The major questions we will want to answer with this review are mostly about value. This card isn't a new architecture and it isn't really faster than other single card single GPU solutions. But the price point does make a difference here. At about $400, AMD's Radeon 3870X2 will be a key comparison point to this new $300 part. With the 8800 Ultra and GTX officially leaving the scene, the 9800 GX2 and 9800 GTX are the new top two in terms of high end hardware at NVIDIA. The price gap between these two is very large (the 9800 GX2 costs about twice as much as a stock clocked 9800 GTX) and the 3870X2 falls right in between them. Does this favor AMD or NVIDIA in terms of value? Does either company need to adjust their price point?

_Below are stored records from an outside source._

//! CLI command definitions.

use crate::constants::{BUNDLE_CONFIG_FILE, ROOT_DIR_ENV};
use clap::Parser;
use clap::builder::styling::{AnsiColor, Color, Style, Styles};
use std::path::PathBuf;

//--------------------------------------------------------------------------------------------------
// Constants
//--------------------------------------------------------------------------------------------------

const CLI_EXAMPLES: &str = "\
Examples:
  bundle-build build                          Full build for this host
  bundle-build build -- --no-restore          Forward arguments to every publish
  bundle-build validate                       Run the approval gates only
  bundle-build package --root ../bundle       Package existing build output
  bundle-build --list                         List targets and their steps

Environment:
  BUNDLE_BUILD_ROOT   Repository root (same as --root)
  BUILD_BUILDID       Marks a CI build (templates are never cached)
  MANIFEST_TOOL_URL   Manifest utility archive; manifest generation is skipped when unset
  RUST_LOG            Log filter (e.g. debug)";

//--------------------------------------------------------------------------------------------------
// Types
//--------------------------------------------------------------------------------------------------

/// bundle-build - Build, validate and package extension bundles.
#[derive(Debug, Parser)]
#[command(name = "bundle-build", author, version, styles=styles())]
#[command(
    about = "Build, validate and package extension bundles",
    after_help = CLI_EXAMPLES
)]
pub struct Cli {
    /// Target to run (build, validate, package, templates, clean).
    #[arg(required_unless_present = "list")]
    pub target: Option<String>,

    /// Repository root.
    #[arg(long, env = ROOT_DIR_ENV, default_value = ".")]
    pub root: PathBuf,

    /// Bundle configuration file (defaults to bundleConfig.json in the root).
    #[arg(long)]
    pub config: Option<PathBuf>,

    /// List targets and their steps.
    #[arg(short, long)]
    pub list: bool,

    /// Log step progress (same as RUST_LOG=info).
    #[arg(short, long)]
    pub verbose: bool,

    /// Arguments forwarded to every publish invocation.
    #[arg(last = true, allow_hyphen_values = true)]
    pub passthrough: Vec<String>,
}

//--------------------------------------------------------------------------------------------------
// Methods
//--------------------------------------------------------------------------------------------------

impl Cli {
    /// Bundle configuration path, resolved against the root when relative.
    pub fn config_path(&self) -> PathBuf {
        match &self.config {
            Some(path) if path.is_absolute() => path.clone(),
            Some(path) => self.root.join(path),
            None => self.root.join(BUNDLE_CONFIG_FILE),
        }
    }
}

//--------------------------------------------------------------------------------------------------
// Functions
//--------------------------------------------------------------------------------------------------

pub fn styles() -> Styles {
    Styles::styled()
        .header(
            Style::new()
                .bold()
                .fg_color(Some(Color::Ansi(AnsiColor::Yellow))),
        )
        .usage(
            Style::new()
                .bold()
                .fg_color(Some(Color::Ansi(AnsiColor::Green))),
        )
        .literal(Style::new().fg_color(Some(Color::Ansi(AnsiColor::Cyan))))
        .placeholder(Style::new().fg_color(Some(Color::Ansi(AnsiColor::Cyan))))
        .error(
            Style::new()
                .bold()
                .fg_color(Some(Color::Ansi(AnsiColor::Red))),
        )
        .invalid(
            Style::new()
                .bold()
                .fg_color(Some(Color::Ansi(AnsiColor::Red))),
        )
        .valid(
            Style::new()
                .bold()
                .fg_color(Some(Color::Ansi(AnsiColor::Green))),
        )
}

//--------------------------------------------------------------------------------------------------
// Tests
//--------------------------------------------------------------------------------------------------

#[cfg(test)]
mod tests {
    use super::*;
    use clap::CommandFactory;

    #[test]
    fn test_cli_definition() {
        Cli::command().debug_assert();
    }

    #[test]
    fn test_parse_target_and_passthrough() {
        let cli = Cli::try_parse_from([
            "bundle-build",
            "build",
            "--root",
            "/repo",
            "--",
            "--no-restore",
            "-p:Foo=1",
        ])
        .unwrap();

        assert_eq!(cli.target.as_deref(), Some("build"));
        assert_eq!(cli.root, PathBuf::from("/repo"));
        assert_eq!(cli.passthrough, vec!["--no-restore", "-p:Foo=1"]);
        assert_eq!(cli.config_path(), PathBuf::from("/repo/bundleConfig.json"));
    }

    #[test]
    fn test_relative_config_resolves_against_root() {
        let cli =
            Cli::try_parse_from(["bundle-build", "validate", "--root", "/repo", "--config", "cfg/b.json"])
                .unwrap();
        assert_eq!(cli.config_path(), PathBuf::from("/repo/cfg/b.json"));
    }

    #[test]
    fn test_target_required_without_list() {
        assert!(Cli::try_parse_from(["bundle-build"]).is_err());

        let cli = Cli::try_parse_from(["bundle-build", "--list"]).unwrap();
        assert!(cli.list);
        assert!(cli.target.is_none());
    }
}
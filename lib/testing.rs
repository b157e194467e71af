//! Fakes for the process and HTTP seams.

use crate::error::BuildResult;
use crate::http::{HttpClient, HttpResponse};
use crate::runner::{CommandOutput, CommandRunner, command_line};
use std::cell::RefCell;
use std::collections::HashMap;
use std::path::Path;
use std::rc::Rc;

//--------------------------------------------------------------------------------------------------
// Types
//--------------------------------------------------------------------------------------------------

type Hook = Box<dyn Fn(&[String], Option<&Path>)>;

/// Records command lines and answers from canned responses.
///
/// Clones share state, so a clone handed to a pipeline can still be inspected.
#[derive(Clone, Default)]
pub struct FakeRunner {
    state: Rc<RefCell<RunnerState>>,
}

#[derive(Default)]
struct RunnerState {
    calls: Vec<String>,
    responses: Vec<(String, CommandOutput)>,
    hooks: Vec<(String, Hook)>,
}

/// Serves canned bodies by URL. Unknown URLs answer 404.
#[derive(Clone, Default)]
pub struct FakeHttp {
    state: Rc<RefCell<HttpState>>,
}

#[derive(Default)]
struct HttpState {
    routes: HashMap<String, HttpResponse>,
    requests: Vec<String>,
}

//--------------------------------------------------------------------------------------------------
// Methods
//--------------------------------------------------------------------------------------------------

impl FakeRunner {
    pub fn new() -> Self {
        Self::default()
    }

    /// Answer commands whose line contains `pattern`.
    pub fn respond(&self, pattern: &str, exit_code: i32, stdout: &str, stderr: &str) {
        self.state.borrow_mut().responses.push((
            pattern.to_string(),
            CommandOutput {
                exit_code,
                stdout: stdout.to_string(),
                stderr: stderr.to_string(),
            },
        ));
    }

    /// Run `hook` for commands whose line contains `pattern`, before answering.
    pub fn on(&self, pattern: &str, hook: impl Fn(&[String], Option<&Path>) + 'static) {
        self.state
            .borrow_mut()
            .hooks
            .push((pattern.to_string(), Box::new(hook)));
    }

    /// Every command line run so far.
    pub fn calls(&self) -> Vec<String> {
        self.state.borrow().calls.clone()
    }
}

impl FakeHttp {
    pub fn new() -> Self {
        Self::default()
    }

    pub fn serve(&self, url: &str, status: u16, body: Vec<u8>) {
        self.state
            .borrow_mut()
            .routes
            .insert(url.to_string(), HttpResponse { status, body });
    }

    /// Every URL requested so far.
    pub fn requests(&self) -> Vec<String> {
        self.state.borrow().requests.clone()
    }
}

//--------------------------------------------------------------------------------------------------
// Trait Implementations
//--------------------------------------------------------------------------------------------------

impl CommandRunner for FakeRunner {
    fn run(&self, program: &str, args: &[String], cwd: Option<&Path>) -> BuildResult<CommandOutput> {
        let line = command_line(program, args);
        let state = self.state.borrow();
        for (pattern, hook) in &state.hooks {
            if line.contains(pattern.as_str()) {
                hook(args, cwd);
            }
        }
        let output = state
            .responses
            .iter()
            .find(|(pattern, _)| line.contains(pattern.as_str()))
            .map(|(_, output)| output.clone())
            .unwrap_or_default();
        drop(state);

        self.state.borrow_mut().calls.push(line);
        Ok(output)
    }
}

impl HttpClient for FakeHttp {
    fn get(&self, url: &str) -> BuildResult<HttpResponse> {
        let mut state = self.state.borrow_mut();
        state.requests.push(url.to_string());
        Ok(state.routes.get(url).cloned().unwrap_or(HttpResponse {
            status: 404,
            body: Vec::new(),
        }))
    }
}
//! `bundle-build` runs one named build pipeline.

use bundle_build::catalog::{BuildCatalog, HostPlatform};
use bundle_build::config::{BuildSettings, BundleConfiguration};
use bundle_build::http::ReqwestClient;
use bundle_build::pipeline::{BuildContext, PipelineEvent, PipelineReport};
use bundle_build::runner::ProcessRunner;
use bundle_build::targets::{create_for_target, describe_targets};
use bundle_build::{BuildError, BuildResult, Cli};
use clap::Parser;
use colored::Colorize;
use std::sync::Arc;
use tracing_subscriber::EnvFilter;

//--------------------------------------------------------------------------------------------------
// Functions
//--------------------------------------------------------------------------------------------------

fn main() {
    let cli = Cli::parse();
    init_tracing(cli.verbose);

    if let Err(e) = run(cli) {
        print_error(&e);
        std::process::exit(1);
    }
}

fn run(cli: Cli) -> BuildResult<()> {
    if cli.list {
        return list_targets();
    }

    let target = cli.target.clone().unwrap_or_default();
    let pipeline = create_for_target(&target)?.with_events(Arc::new(print_event));

    let host = HostPlatform::current();
    let settings = BuildSettings::from_env(&cli.root, host).with_passthrough(cli.passthrough.clone());
    let bundle = BundleConfiguration::load(&cli.config_path())?;
    let catalog = BuildCatalog::for_host(host)?;

    println!(
        "\n  {} {} {} v{} on {}\n",
        "→".bright_cyan(),
        pipeline.target().bold(),
        bundle.bundle_id.bright_white(),
        bundle.bundle_version,
        host
    );
    tracing::debug!(?settings, "resolved settings");

    let mut ctx = BuildContext::new(
        settings,
        bundle,
        catalog,
        Box::new(ProcessRunner),
        Box::new(ReqwestClient::new()?),
    );
    let report = pipeline.run(&mut ctx)?;
    print_summary(&report, &ctx);
    Ok(())
}

fn list_targets() -> BuildResult<()> {
    println!();
    for (name, steps) in describe_targets()? {
        println!("  {}", name.bold());
        for step in steps {
            println!("    {} {}", "·".dimmed(), step);
        }
        println!();
    }
    Ok(())
}

fn print_event(event: PipelineEvent) {
    match event {
        PipelineEvent::StepStarted { name, index, total } => {
            println!(
                "  {} {}",
                format!("[{}/{}]", index + 1, total).dimmed(),
                name.bright_white()
            );
        }
        PipelineEvent::StepFinished { name, elapsed } => {
            println!(
                "  {} {} {}",
                "✓".bright_green(),
                name,
                format!("({:.1}s)", elapsed.as_secs_f64()).dimmed()
            );
        }
        PipelineEvent::StepFailed { name, elapsed } => {
            println!(
                "  {} {} {}",
                "✗".bright_red(),
                name,
                format!("({:.1}s)", elapsed.as_secs_f64()).dimmed()
            );
        }
    }
}

fn print_summary(report: &PipelineReport, ctx: &BuildContext) {
    println!();
    if !ctx.archives.is_empty() {
        println!("    {}:", "Artifacts".dimmed());
        for archive in &ctx.archives {
            println!(
                "      {} {}",
                archive.output_path.display().to_string().bright_white(),
                format!("({})", format_size(archive.compressed_size)).dimmed()
            );
            println!("        {} {}", "sha256".dimmed(), archive.checksum.dimmed());
        }
        println!();
    }
    println!(
        "  {} {} finished in {:.1}s\n",
        "✓".bright_green(),
        report.target.bold(),
        report.total_elapsed().as_secs_f64()
    );
}

/// Print an error with appropriate formatting based on error type.
fn print_error(e: &BuildError) {
    println!();
    let (step, e) = match e {
        BuildError::StepFailed { step, .. } => (Some(step.as_str()), e.root_cause()),
        other => (None, other),
    };
    if let Some(step) = step {
        println!("  {} step {} failed", "error".bright_red().bold(), step.bright_white());
        println!();
    }

    match e {
        BuildError::DriftDetected { label, report } => {
            println!("  {} Unapproved changes in {}", "error[drift]".bright_red().bold(), label);
            println!();
            for line in report.lines() {
                println!("    {}", line);
            }
        }
        BuildError::BindingMismatch { name, file, known } => {
            println!(
                "  {} No input extension named {}",
                "error[bindings]".bright_red().bold(),
                name.bright_white()
            );
            println!();
            println!("    {}: {}", "File".dimmed(), file.display());
            println!("    {}: {}", "Known".dimmed(), known.join(", "));
        }
        BuildError::ExternalToolFailure {
            command,
            exit_code,
            stderr,
        } => {
            println!(
                "  {} {}",
                format!("error[exit {}]", exit_code).bright_red().bold(),
                command.dimmed()
            );
            if !stderr.trim().is_empty() {
                println!();
                for line in stderr.trim().lines() {
                    println!("    {}", line);
                }
            }
        }
        BuildError::VulnerabilityFound { project, packages } => {
            println!(
                "  {} {}",
                "error[vulnerable]".bright_red().bold(),
                project.display()
            );
            println!();
            for package in packages {
                println!("    {}", package);
            }
        }
        BuildError::UnknownTarget { name, suggestion } => {
            println!("  {} unknown target {}", "error".bright_red().bold(), name.bright_white());
            if let Some(suggestion) = suggestion {
                println!();
                println!("    {}: {}", "hint".bright_blue().bold(), suggestion);
            }
            println!(
                "    {}: Run {} to see every target",
                "hint".bright_blue().bold(),
                "bundle-build --list".bright_white()
            );
        }
        // For all other errors, use a consistent styled format
        _ => {
            let msg = e.to_string();
            if let Some((prefix, rest)) = msg.split_once(": ")
                && prefix.len() < 30
                && prefix.ends_with("error")
            {
                println!(
                    "  {} {}",
                    format!("error[{}]", prefix.to_lowercase().replace(" error", ""))
                        .bright_red()
                        .bold(),
                    rest.dimmed()
                );
            } else {
                println!("  {} {}", "error".bright_red().bold(), msg);
            }
        }
    }
    println!();
}

/// Initialize tracing. Only enables logging when RUST_LOG is set or `--verbose` is passed.
fn init_tracing(verbose: bool) {
    let rust_log_set = std::env::var("RUST_LOG")
        .ok()
        .filter(|s| !s.is_empty())
        .is_some();

    if !rust_log_set && !verbose {
        return;
    }

    let env_filter = if rust_log_set {
        EnvFilter::try_from_default_env().unwrap_or_else(|_| EnvFilter::new("info"))
    } else {
        EnvFilter::new("info")
    };

    tracing_subscriber::fmt()
        .with_env_filter(env_filter)
        .with_target(false)
        .without_time()
        .init();
}

/// Format byte size.
fn format_size(bytes: u64) -> String {
    if bytes < 1_000 {
        format!("{} B", bytes)
    } else if bytes < 1_000_000 {
        format!("{:.1} KB", bytes as f64 / 1_000.0)
    } else {
        format!("{:.1} MB", bytes as f64 / 1_000_000.0)
    }
}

Things are rarely straightforward in the graphics world, and with the crazy price points and multi-GPU solutions that recently burst on to the scene, we’ve got a lot of stuff to try and make sense out of. Let us take you through the looking glass...
The 9800 GTX and EVGA’s Cards
The 9800 GTX is a 128 shader, G92 based card (yes, another one) that comes in at 675MHz core, 1.69GHz shader clock, and 2.2GHz (effective) memory clock. This puts the raw power of the card up over the 8800 Ultra, but there is one major drawback to this high end part: it only has a 256-bit memory bus hooked up to 512MB of RAM.
The added memory might not come into play a lot, but the fact that the 8800 Ultra has essentially 50% more effective memory bandwidth does put it at an advantage in memory performance limited situations. This means there is potential for performance loss at high resolutions, high levels of AA, or in games with memory intensive effects. While we get that $300 US puts this card in a different class than the 8800 Ultra, and thus NVIDIA is targeting a different type of user, we would have liked to see a card with more bandwidth and more memory (especially when we look at the drop off in performance between Crysis at 19x12 and 25x16).
9800 GTX cards are capable of 3-way SLI with the two SLI connectors on the top. Of course, NVIDIA requires that we use an NVIDIA motherboard for this purpose. We are not fans of artificial technical limitations based on marketing needs and would much prefer to see SLI run on any platform that enables multiple PCIe x16 slots. With normal SLI, we do have the Skulltrail option, but NVIDIA has chosen not to enable 3-way capability on this board either.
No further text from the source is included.